Buchanan toma isso como um sinal de que o presidente estava “implicando que em algum momento ele poderia chamá-los para um serviço de qualquer tipo, alguma ação violenta”.

A maneira do presidente de abordar questões, considera Buchanan, permitiu que “vários grupos descontentes com a cultura política lessem nela o que desejam”.

Imprevisibilidade

Pesquisadora da retórica do presidente, McKinney descreve o estilo de Trump como de imprevisibilidade. “Pela manhã, ele dirá uma coisa e horas depois mudará de ideia”, comenta. Os aliados se tornam inimigos no decorrer de um dia. O fato de que ninguém sabe o que ele vai dizer ou fazer tornou-se algo como uma estratégia, diz a especialista.
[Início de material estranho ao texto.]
//! Directory error types

use thiserror::Error;

/// Expected, recoverable outcomes of directory operations
#[derive(Debug, Clone, PartialEq, Eq, Error)]
pub enum DirectoryError {
    #[error("First and last name must not be empty")]
    InvalidEntry,

    #[error("Directory is full ({capacity} entries)")]
    Full { capacity: usize },

    #[error("An entry named {first} {last} already exists")]
    Duplicate { first: String, last: String },

    #[error("No entry named {first} {last}")]
    NotFound { first: String, last: String },
}

#[cfg(test)]
mod tests {
    use super::*;

    #[test]
    fn test_full_message() {
        let msg = DirectoryError::Full { capacity: 10 }.to_string();
        assert!(msg.contains("full"));
        assert!(msg.contains("10"));
    }

    #[test]
    fn test_duplicate_message() {
        let err = DirectoryError::Duplicate {
            first: "Ana".to_string(),
            last: "Lopez".to_string(),
        };

        let msg = err.to_string();
        assert!(msg.contains("Ana Lopez"));
        assert!(msg.contains("already exists"));
    }
}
O mais recente inimigo de Trump é o próprio sistema eleitoral americano. Atrás do democrata Joe Biden nas pesquisas, ele chegou à véspera da eleição ameaçando iniciar uma batalha legal sobre os resultados e levar o caso à Suprema Corte.

Neste ano, devido à pandemia, houve votação antecipada sem precedentes na história americana. Antes mesmo deste 3 de novembro, dia da eleição, quase 100 milhões de americanos já haviam depositado ou enviado por correio seu voto. E isso pode gerar atrasos na apuração.

Trump questiona o processo de apuração de votos antecipados e, sem evidências, aponta risco de fraude. Sua estratégia não é muito diferente da que, ao longo de quatro anos, implementou em vários outros temas: se não der certo, a culpa é de outra pessoa.